クローズ系コンピューターネットワークが安全であるというのは神話である。

 以下、クローズ系コンピューターネットワークに対するサイバー攻撃方法について事例のあるものについては事例を交えながら要約して述べる。

(1)ICTサプライチェーン攻撃

 ICTサプライチェーン攻撃とは、ライフサイクルのいかなる時点かでコンピューティング・システムのハードウエア、ソフトウエアまたはサービスに不正工作することである。

 1980年初頭、CIA(米中央情報局)は、ソ連のパイプラインのポンプとバルブの自動制御装置に論理爆弾を仕掛け、このパイプラインを爆破した、という事例がある。

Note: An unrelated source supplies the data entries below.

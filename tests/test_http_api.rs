//! End-to-end API test: serve the router on an ephemeral port over the
//! in-process store and drive it with an HTTP client.

mod common;

use animal_shelter::app::seed::seed_reference_data;
use animal_shelter::{transport, AnimalRepository, DocumentStore, MemoryDocumentStore};
use common::FailingStore;
use serde_json::{json, Value};
use std::sync::Arc;

struct Server {
    base_url: String,
    client: reqwest::Client,
    handle: tokio::task::JoinHandle<()>,
}

impl Drop for Server {
    fn drop(&mut self) {
        self.handle.abort();
    }
}

async fn start_server() -> Result<Server, Box<dyn std::error::Error>> {
    let store = Arc::new(MemoryDocumentStore::new());
    seed_reference_data(&*store).await?;
    serve(store).await
}

async fn serve(store: Arc<dyn DocumentStore>) -> Result<Server, Box<dyn std::error::Error>> {
    let app_state = transport::http::AppState::new(AnimalRepository::new(store));
    let router = transport::http::create_router(app_state);

    // Bind to an ephemeral port so tests can run in parallel.
    let listener = tokio::net::TcpListener::bind("127.0.0.1:0").await?;
    let port = listener.local_addr()?.port();
    let handle = tokio::spawn(async move {
        axum::serve(listener, router).await.unwrap();
    });

    Ok(Server {
        base_url: format!("http://127.0.0.1:{}", port),
        client: reqwest::Client::new(),
        handle,
    })
}

impl Server {
    async fn get(&self, path: &str) -> Result<(u16, Value), Box<dyn std::error::Error>> {
        let resp = self.client.get(format!("{}{}", self.base_url, path)).send().await?;
        let status = resp.status().as_u16();
        Ok((status, resp.json().await?))
    }

    async fn send(
        &self,
        method: reqwest::Method,
        path: &str,
        body: Option<Value>,
    ) -> Result<(u16, Value), Box<dyn std::error::Error>> {
        let mut req = self
            .client
            .request(method, format!("{}{}", self.base_url, path));
        if let Some(body) = body {
            req = req.json(&body);
        }
        let resp = req.send().await?;
        let status = resp.status().as_u16();
        Ok((status, resp.json().await?))
    }

    async fn first_id(&self, path: &str) -> Result<String, Box<dyn std::error::Error>> {
        let (_, body) = self.get(path).await?;
        Ok(body["data"][0]["_id"].as_str().unwrap_or_default().to_string())
    }
}

#[tokio::test(flavor = "multi_thread", worker_threads = 2)]
async fn test_animal_and_checkup_lifecycle() -> Result<(), Box<dyn std::error::Error>> {
    let server = start_server().await?;

    let (status, health) = server.get("/health").await?;
    assert_eq!(status, 200);
    assert_eq!(health["data"]["status"], "ok");

    let (status, types) = server.get("/api/animal-types").await?;
    assert_eq!(status, 200);
    assert_eq!(types["data"].as_array().map(|a| a.len()), Some(4));
    let dog_id = server.first_id("/api/animal-types").await?;
    let vet_id = server.first_id("/api/vets").await?;

    // --- Create ---
    let (status, created) = server
        .send(
            reqwest::Method::POST,
            "/api/animals",
            Some(json!({ "name": "Rexy", "breed": "Labrador", "age": "5", "type_id": dog_id })),
        )
        .await?;
    assert_eq!(status, 201, "{}", created);
    assert!(created["success"].as_bool().unwrap_or(false));
    let animal_id = created["data"]["id"].as_str().unwrap().to_string();

    let (status, list) = server.get("/api/animals").await?;
    assert_eq!(status, 200);
    assert_eq!(list["data"][0]["_id"], animal_id.as_str());
    assert_eq!(list["data"][0]["type"]["name"], "Dog");
    assert_eq!(list["data"][0]["checkups"], json!([]));

    // --- Checkups ---
    let (status, added) = server
        .send(
            reqwest::Method::POST,
            &format!("/api/animals/{}/checkups", animal_id),
            Some(json!({
                "diagnosis": "Hiccups",
                "treatment": "Medication",
                "date": "2020-06-01",
                "vet_id": vet_id
            })),
        )
        .await?;
    assert_eq!(status, 201, "{}", added);
    let checkup_id = added["data"]["id"].as_str().unwrap().to_string();
    assert_eq!(added["data"]["animal_id"], animal_id.as_str());

    let (status, record) = server.get(&format!("/api/checkups/{}", checkup_id)).await?;
    assert_eq!(status, 200);
    assert_eq!(record["data"]["animal_name"], "Rexy");
    assert_eq!(record["data"]["checkup"]["date"], "2020-06-01");
    assert_eq!(record["data"]["checkup"]["vet_name"], "Dr Chua");

    let (status, updated) = server
        .send(
            reqwest::Method::PUT,
            &format!("/api/checkups/{}", checkup_id),
            Some(json!({
                "diagnosis": "Hiccups (resolved)",
                "treatment": "Rest",
                "date": "2020-06-03",
                "vet_id": vet_id
            })),
        )
        .await?;
    assert_eq!(status, 200, "{}", updated);
    assert_eq!(updated["data"]["animal_id"], animal_id.as_str());

    let (status, history) = server
        .get(&format!("/api/animals/{}/checkups", animal_id))
        .await?;
    assert_eq!(status, 200);
    assert_eq!(history["data"]["animal_id"], animal_id.as_str());
    assert_eq!(history["data"]["checkups"][0]["treatment"], "Rest");

    let (status, deleted) = server
        .send(reqwest::Method::DELETE, &format!("/api/checkups/{}", checkup_id), None)
        .await?;
    assert_eq!(status, 200);
    assert_eq!(deleted["data"]["deleted"], true);
    let (status, deleted_again) = server
        .send(reqwest::Method::DELETE, &format!("/api/checkups/{}", checkup_id), None)
        .await?;
    assert_eq!(status, 200);
    assert_eq!(deleted_again["data"]["deleted"], false);

    // --- Update + delete animal ---
    let (status, _) = server
        .send(
            reqwest::Method::PUT,
            &format!("/api/animals/{}", animal_id),
            Some(json!({ "name": "Rexford", "breed": "Labrador", "age": "6", "type_id": dog_id })),
        )
        .await?;
    assert_eq!(status, 200);
    let (_, fetched) = server.get(&format!("/api/animals/{}", animal_id)).await?;
    assert_eq!(fetched["data"]["name"], "Rexford");

    let (status, _) = server
        .send(reqwest::Method::DELETE, &format!("/api/animals/{}", animal_id), None)
        .await?;
    assert_eq!(status, 200);
    let (status, missing) = server.get(&format!("/api/animals/{}", animal_id)).await?;
    assert_eq!(status, 404);
    assert!(!missing["success"].as_bool().unwrap_or(true));

    Ok(())
}

#[tokio::test(flavor = "multi_thread", worker_threads = 2)]
async fn test_error_status_mapping() -> Result<(), Box<dyn std::error::Error>> {
    let server = start_server().await?;
    let dog_id = server.first_id("/api/animal-types").await?;

    // Validation failure echoes the submitted values.
    let submitted = json!({ "name": "Rex", "breed": "Labrador", "age": "abc", "type_id": dog_id });
    let (status, body) = server
        .send(reqwest::Method::POST, "/api/animals", Some(submitted.clone()))
        .await?;
    assert_eq!(status, 400);
    assert!(body["data"]["errors"]["name_too_short"].is_string());
    assert!(body["data"]["errors"]["age_is_not_a_number"].is_string());
    assert_eq!(body["data"]["previous_values"], submitted);
    let (_, list) = server.get("/api/animals").await?;
    assert_eq!(list["data"], json!([]));

    // Unknown (well-formed) type id.
    let (status, _) = server
        .send(
            reqwest::Method::POST,
            "/api/animals",
            Some(json!({ "name": "Rexy", "breed": "Labrador", "age": "5", "type_id": "5f34ec63319879464b4759df" })),
        )
        .await?;
    assert_eq!(status, 404);

    // Malformed body id.
    let (status, _) = server
        .send(
            reqwest::Method::POST,
            "/api/animals",
            Some(json!({ "name": "Rexy", "breed": "Labrador", "age": "5", "type_id": "dog" })),
        )
        .await?;
    assert_eq!(status, 422);

    // A malformed type id does not hide field errors.
    let submitted = json!({ "name": "Rex", "breed": "Labrador", "age": "abc", "type_id": "" });
    let (status, body) = server
        .send(reqwest::Method::POST, "/api/animals", Some(submitted.clone()))
        .await?;
    assert_eq!(status, 400, "{}", body);
    assert!(body["data"]["errors"]["name_too_short"].is_string());
    assert!(body["data"]["errors"]["age_is_not_a_number"].is_string());
    assert_eq!(body["data"]["previous_values"], submitted);

    let (status, body) = server
        .send(
            reqwest::Method::PUT,
            &format!("/api/animals/{}", "5f34ec63319879464b4759df"),
            Some(json!({ "name": "Rexy", "breed": "Lab", "age": "5", "type_id": "dog" })),
        )
        .await?;
    assert_eq!(status, 400, "{}", body);
    assert!(body["data"]["errors"]["breed_too_short"].is_string());

    // Missing fields.
    let (status, _) = server
        .send(reqwest::Method::POST, "/api/animals", Some(json!({ "name": "Rexy" })))
        .await?;
    assert_eq!(status, 422);

    // Malformed path ids cannot name any document.
    let (status, _) = server.get("/api/animals/not-an-id").await?;
    assert_eq!(status, 404);
    let (status, _) = server.get("/api/checkups/5f34ec63319879464b4759df").await?;
    assert_eq!(status, 404);

    // Bad checkup date.
    let (_, created) = server
        .send(
            reqwest::Method::POST,
            "/api/animals",
            Some(json!({ "name": "Rexy", "breed": "Labrador", "age": "5", "type_id": dog_id })),
        )
        .await?;
    let animal_id = created["data"]["id"].as_str().unwrap_or_default().to_string();
    let vet_id = server.first_id("/api/vets").await?;
    let (status, _) = server
        .send(
            reqwest::Method::POST,
            &format!("/api/animals/{}/checkups", animal_id),
            Some(json!({ "diagnosis": "Hiccups", "treatment": "Rest", "date": "01/06/2020", "vet_id": vet_id })),
        )
        .await?;
    assert_eq!(status, 422);

    Ok(())
}

#[tokio::test(flavor = "multi_thread", worker_threads = 2)]
async fn test_store_failure_status_mapping() -> Result<(), Box<dyn std::error::Error>> {
    let server = serve(Arc::new(FailingStore)).await?;

    let (status, health) = server.get("/health").await?;
    assert_eq!(status, 503);
    assert_eq!(health["data"]["status"], "unhealthy");

    let (status, body) = server.get("/api/animals").await?;
    assert_eq!(status, 500);
    assert!(!body["success"].as_bool().unwrap_or(true));

    let (status, _) = server
        .send(
            reqwest::Method::POST,
            "/api/animals",
            Some(json!({ "name": "Rexy", "breed": "Labrador", "age": "5", "type_id": "5f34ec63319879464b4759df" })),
        )
        .await?;
    assert_eq!(status, 500);

    let (status, _) = server
        .send(reqwest::Method::DELETE, "/api/checkups/5f34ec63319879464b4759df", None)
        .await?;
    assert_eq!(status, 500);

    Ok(())
}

 この事例は、米国の元サイバーセキュリティ担当大統領特別補佐官リチャード・クラーク氏の著書『世界サイバー戦争』の中で、世界で初めて論理爆弾が実際に使用された事例として紹介されていることから極めて信憑性が高いと見ている。

 同著書に紹介されている経緯は次のとおりである。

 「1980年代初頭、長大なパイプラインの運営に欠かせないポンプとバルブの自動制御技術を、ソ連は持っていなかった。彼らは米国の企業から技術を買おうとして拒絶されると、カナダの企業からの窃盗に照準を合わせた」

 「CIAは、カナダ当局と共謀し、カナダ企業のソフトウエアに不正コードを挿入した。KGBはこのソフトウエアを盗み、自国のパイプラインの運営に利用した」

 「当初、制御ソフトは正常に機能したものの、しばらくすると不具合が出始めた。そしてある日、パイプの一方の端でバルブが閉じられ、もう一方の端でポンプがフル稼働させられた結果、核爆発を除く史上最大の爆発が引き起こされた」

 今回、米国が北朝鮮の弾道ミサイルシステムにICTサプライチェーン攻撃を仕掛けた可能性は大きい。例えば、米国は北朝鮮のミサイル関連部品の購入先を特定し、北朝鮮向けの電子機器にマルウエアを挿入する、あるいは電子機器を偽物とすり替えることが可能である。

(2)スパイによる攻撃

 スパイによるサイバー攻撃には、標的であるコンピューターシステムに直接マルウエアを挿入する、標的の施設内の伝送路からマルウエアを挿入する、あるいは伝送路を切断するなどが考えられる。以下、事例を紹介する。

 2008年、中東で起きたこの事件は機密扱いとなっていたが、2010年8月に当時のリン国防副長官が雑誌への寄稿で明らかにした。